(Saved entries)
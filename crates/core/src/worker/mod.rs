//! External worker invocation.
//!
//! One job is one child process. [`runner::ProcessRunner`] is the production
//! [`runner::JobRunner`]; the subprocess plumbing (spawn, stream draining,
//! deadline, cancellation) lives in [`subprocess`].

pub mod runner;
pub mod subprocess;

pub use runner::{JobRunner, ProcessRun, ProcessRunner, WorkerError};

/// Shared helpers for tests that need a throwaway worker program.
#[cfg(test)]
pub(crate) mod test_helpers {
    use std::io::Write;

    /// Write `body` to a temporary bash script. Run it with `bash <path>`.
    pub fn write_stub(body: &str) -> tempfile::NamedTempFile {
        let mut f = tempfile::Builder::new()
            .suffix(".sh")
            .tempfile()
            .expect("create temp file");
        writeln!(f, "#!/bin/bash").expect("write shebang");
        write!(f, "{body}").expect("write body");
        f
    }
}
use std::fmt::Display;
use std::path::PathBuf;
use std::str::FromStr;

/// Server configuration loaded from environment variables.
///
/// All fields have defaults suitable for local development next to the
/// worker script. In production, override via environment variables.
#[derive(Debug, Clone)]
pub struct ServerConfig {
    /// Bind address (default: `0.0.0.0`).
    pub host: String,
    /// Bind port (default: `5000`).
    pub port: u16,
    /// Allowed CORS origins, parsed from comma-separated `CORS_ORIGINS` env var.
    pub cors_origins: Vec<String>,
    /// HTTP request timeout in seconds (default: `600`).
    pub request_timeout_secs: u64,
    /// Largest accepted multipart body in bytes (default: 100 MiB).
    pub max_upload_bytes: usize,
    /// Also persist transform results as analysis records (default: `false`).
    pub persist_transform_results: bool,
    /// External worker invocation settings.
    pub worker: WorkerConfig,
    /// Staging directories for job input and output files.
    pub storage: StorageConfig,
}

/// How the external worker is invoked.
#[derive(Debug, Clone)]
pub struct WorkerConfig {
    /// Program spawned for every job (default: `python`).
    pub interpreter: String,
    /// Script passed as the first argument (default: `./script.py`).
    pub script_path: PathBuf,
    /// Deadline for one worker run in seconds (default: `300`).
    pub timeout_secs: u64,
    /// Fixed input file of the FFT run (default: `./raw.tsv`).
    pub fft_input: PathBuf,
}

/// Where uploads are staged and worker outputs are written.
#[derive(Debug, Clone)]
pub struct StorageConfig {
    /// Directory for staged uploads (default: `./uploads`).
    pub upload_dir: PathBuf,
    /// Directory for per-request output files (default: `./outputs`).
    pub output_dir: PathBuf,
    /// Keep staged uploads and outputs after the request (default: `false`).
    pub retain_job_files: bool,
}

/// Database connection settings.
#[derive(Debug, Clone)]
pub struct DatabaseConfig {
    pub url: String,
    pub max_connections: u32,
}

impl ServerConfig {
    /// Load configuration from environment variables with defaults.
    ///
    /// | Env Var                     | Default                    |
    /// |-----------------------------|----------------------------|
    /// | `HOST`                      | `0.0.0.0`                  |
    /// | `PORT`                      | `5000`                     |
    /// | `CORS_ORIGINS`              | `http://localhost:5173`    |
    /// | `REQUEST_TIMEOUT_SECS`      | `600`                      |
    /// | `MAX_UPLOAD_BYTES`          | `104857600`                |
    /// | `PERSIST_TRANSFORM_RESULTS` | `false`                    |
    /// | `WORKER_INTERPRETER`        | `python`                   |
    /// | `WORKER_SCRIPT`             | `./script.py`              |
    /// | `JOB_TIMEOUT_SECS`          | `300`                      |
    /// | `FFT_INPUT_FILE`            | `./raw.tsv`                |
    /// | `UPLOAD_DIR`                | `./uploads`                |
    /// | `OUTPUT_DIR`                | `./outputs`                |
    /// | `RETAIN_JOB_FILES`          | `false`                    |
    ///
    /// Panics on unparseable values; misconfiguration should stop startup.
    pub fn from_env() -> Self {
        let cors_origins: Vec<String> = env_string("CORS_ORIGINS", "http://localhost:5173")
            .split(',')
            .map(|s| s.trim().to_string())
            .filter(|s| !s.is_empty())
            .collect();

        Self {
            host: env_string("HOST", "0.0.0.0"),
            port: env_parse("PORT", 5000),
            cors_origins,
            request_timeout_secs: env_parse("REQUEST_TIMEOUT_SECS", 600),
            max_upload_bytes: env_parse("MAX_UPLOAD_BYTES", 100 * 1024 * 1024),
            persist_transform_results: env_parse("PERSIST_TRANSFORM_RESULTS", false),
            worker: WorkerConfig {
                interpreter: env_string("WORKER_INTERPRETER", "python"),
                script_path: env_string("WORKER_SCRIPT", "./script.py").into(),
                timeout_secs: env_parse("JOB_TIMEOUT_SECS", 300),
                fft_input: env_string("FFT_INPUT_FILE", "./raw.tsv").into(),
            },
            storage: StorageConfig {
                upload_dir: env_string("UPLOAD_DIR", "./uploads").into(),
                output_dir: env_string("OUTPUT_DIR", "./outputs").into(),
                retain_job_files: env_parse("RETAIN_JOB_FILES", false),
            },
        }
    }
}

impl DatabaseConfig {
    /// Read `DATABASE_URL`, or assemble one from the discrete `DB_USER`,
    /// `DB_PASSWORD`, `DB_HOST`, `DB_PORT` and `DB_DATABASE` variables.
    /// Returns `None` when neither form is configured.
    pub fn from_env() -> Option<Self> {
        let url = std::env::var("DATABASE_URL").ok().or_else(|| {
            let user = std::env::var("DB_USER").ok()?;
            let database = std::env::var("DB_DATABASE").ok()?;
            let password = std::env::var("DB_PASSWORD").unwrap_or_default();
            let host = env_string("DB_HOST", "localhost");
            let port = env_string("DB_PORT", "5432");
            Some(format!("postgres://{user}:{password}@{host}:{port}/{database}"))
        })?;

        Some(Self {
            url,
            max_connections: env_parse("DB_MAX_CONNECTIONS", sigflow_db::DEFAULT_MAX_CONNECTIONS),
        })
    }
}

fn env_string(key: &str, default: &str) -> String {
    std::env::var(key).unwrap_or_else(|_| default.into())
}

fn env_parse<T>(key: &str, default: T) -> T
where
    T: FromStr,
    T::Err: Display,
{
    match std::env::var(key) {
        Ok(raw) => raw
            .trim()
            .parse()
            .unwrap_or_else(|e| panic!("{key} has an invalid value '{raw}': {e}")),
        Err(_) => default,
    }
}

Problem to solve: Each line of the data must be retyped exactly.

Result for this exercise:
filename crates/core/src/worker/mod.rs
//! External worker invocation.
//!
//! One job is one child process. [`runner::ProcessRunner`] is the production
//! [`runner::JobRunner`]; the subprocess plumbing (spawn, stream draining,
//! deadline, cancellation) lives in [`subprocess`].

pub mod runner;
pub mod subprocess;

pub use runner::{JobRunner, ProcessRun, ProcessRunner, WorkerError};

/// Shared helpers for tests that need a throwaway worker program.
#[cfg(test)]
pub(crate) mod test_helpers {
    use std::io::Write;

    /// Write `body` to a temporary bash script. Run it with `bash <path>`.
    pub fn write_stub(body: &str) -> tempfile::NamedTempFile {
        let mut f = tempfile::Builder::new()
            .suffix(".sh")
            .tempfile()
            .expect("create temp file");
        writeln!(f, "#!/bin/bash").expect("write shebang");
        write!(f, "{body}").expect("write body");
        f
    }
}
use std::fmt::Display;
use std::path::PathBuf;
use std::str::FromStr;

/// Server configuration loaded from environment variables.
///
/// All fields have defaults suitable for local development next to the
/// worker script. In production, override via environment variables.
#[derive(Debug, Clone)]
pub struct ServerConfig {
    /// Bind address (default: `0.0.0.0`).
    pub host: String,
    /// Bind port (default: `5000`).
    pub port: u16,
    /// Allowed CORS origins, parsed from comma-separated `CORS_ORIGINS` env var.
    pub cors_origins: Vec<String>,
    /// HTTP request timeout in seconds (default: `600`).
    pub request_timeout_secs: u64,
    /// Largest accepted multipart body in bytes (default: 100 MiB).
    pub max_upload_bytes: usize,
    /// Also persist transform results as analysis records (default: `false`).
    pub persist_transform_results: bool,
    /// External worker invocation settings.
    pub worker: WorkerConfig,
    /// Staging directories for job input and output files.
    pub storage: StorageConfig,
}

/// How the external worker is invoked.
#[derive(Debug, Clone)]
pub struct WorkerConfig {
    /// Program spawned for every job (default: `python`).
    pub interpreter: String,
    /// Script passed as the first argument (default: `./script.py`).
    pub script_path: PathBuf,
    /// Deadline for one worker run in seconds (default: `300`).
    pub timeout_secs: u64,
    /// Fixed input file of the FFT run (default: `./raw.tsv`).
    pub fft_input: PathBuf,
}

/// Where uploads are staged and worker outputs are written.
#[derive(Debug, Clone)]
pub struct StorageConfig {
    /// Directory for staged uploads (default: `./uploads`).
    pub upload_dir: PathBuf,
    /// Directory for per-request output files (default: `./outputs`).
    pub output_dir: PathBuf,
    /// Keep staged uploads and outputs after the request (default: `false`).
    pub retain_job_files: bool,
}

/// Database connection settings.
#[derive(Debug, Clone)]
pub struct DatabaseConfig {
    pub url: String,
    pub max_connections: u32,
}

impl ServerConfig {
    /// Load configuration from environment variables with defaults.
    ///
    /// | Env Var                     | Default                    |
    /// |-----------------------------|----------------------------|
    /// | `HOST`                      | `0.0.0.0`                  |
    /// | `PORT`                      | `5000`                     |
    /// | `CORS_ORIGINS`              | `http://localhost:5173`    |
    /// | `REQUEST_TIMEOUT_SECS`      | `600`                      |
    /// | `MAX_UPLOAD_BYTES`          | `104857600`                |
    /// | `PERSIST_TRANSFORM_RESULTS` | `false`                    |
    /// | `WORKER_INTERPRETER`        | `python`                   |
    /// | `WORKER_SCRIPT`             | `./script.py`              |
    /// | `JOB_TIMEOUT_SECS`          | `300`                      |
    /// | `FFT_INPUT_FILE`            | `./raw.tsv`                |
    /// | `UPLOAD_DIR`                | `./uploads`                |
    /// | `OUTPUT_DIR`                | `./outputs`                |
    /// | `RETAIN_JOB_FILES`          | `false`                    |
    ///
    /// Panics on unparseable values; misconfiguration should stop startup.
    pub fn from_env() -> Self {
        let cors_origins: Vec<String> = env_string("CORS_ORIGINS", "http://localhost:5173")
            .split(',')
            .map(|s| s.trim().to_string())
            .filter(|s| !s.is_empty())
            .collect();

        Self {
            host: env_string("HOST", "0.0.0.0"),
            port: env_parse("PORT", 5000),
            cors_origins,
            request_timeout_secs: env_parse("REQUEST_TIMEOUT_SECS", 600),
            max_upload_bytes: env_parse("MAX_UPLOAD_BYTES", 100 * 1024 * 1024),
            persist_transform_results: env_parse("PERSIST_TRANSFORM_RESULTS", false),
            worker: WorkerConfig {
                interpreter: env_string("WORKER_INTERPRETER", "python"),
                script_path: env_string("WORKER_SCRIPT", "./script.py").into(),
                timeout_secs: env_parse("JOB_TIMEOUT_SECS", 300),
                fft_input: env_string("FFT_INPUT_FILE", "./raw.tsv").into(),
            },
            storage: StorageConfig {
                upload_dir: env_string("UPLOAD_DIR", "./uploads").into(),
                output_dir: env_string("OUTPUT_DIR", "./outputs").into(),
                retain_job_files: env_parse("RETAIN_JOB_FILES", false),
            },
        }
    }
}

impl DatabaseConfig {
    /// Read `DATABASE_URL`, or assemble one from the discrete `DB_USER`,
    /// `DB_PASSWORD`, `DB_HOST`, `DB_PORT` and `DB_DATABASE` variables.
    /// Returns `None` when neither form is configured.
    pub fn from_env() -> Option<Self> {
        let url = std::env::var("DATABASE_URL").ok().or_else(|| {
            let user = std::env::var("DB_USER").ok()?;
            let database = std::env::var("DB_DATABASE").ok()?;
            let password = std::env::var("DB_PASSWORD").unwrap_or_default();
            let host = env_string("DB_HOST", "localhost");
            let port = env_string("DB_PORT", "5432");
            Some(format!("postgres://{user}:{password}@{host}:{port}/{database}"))
        })?;

        Some(Self {
            url,
            max_connections: env_parse("DB_MAX_CONNECTIONS", sigflow_db::DEFAULT_MAX_CONNECTIONS),
        })
    }
}

fn env_string(key: &str, default: &str) -> String {
    std::env::var(key).unwrap_or_else(|_| default.into())
}

fn env_parse<T>(key: &str, default: T) -> T
where
    T: FromStr,
    T::Err: Display,
{
    match std::env::var(key) {
        Ok(raw) => raw
            .trim()
            .parse()
            .unwrap_or_else(|e| panic!("{key} has an invalid value '{raw}': {e}")),
        Err(_) => default,
    }
}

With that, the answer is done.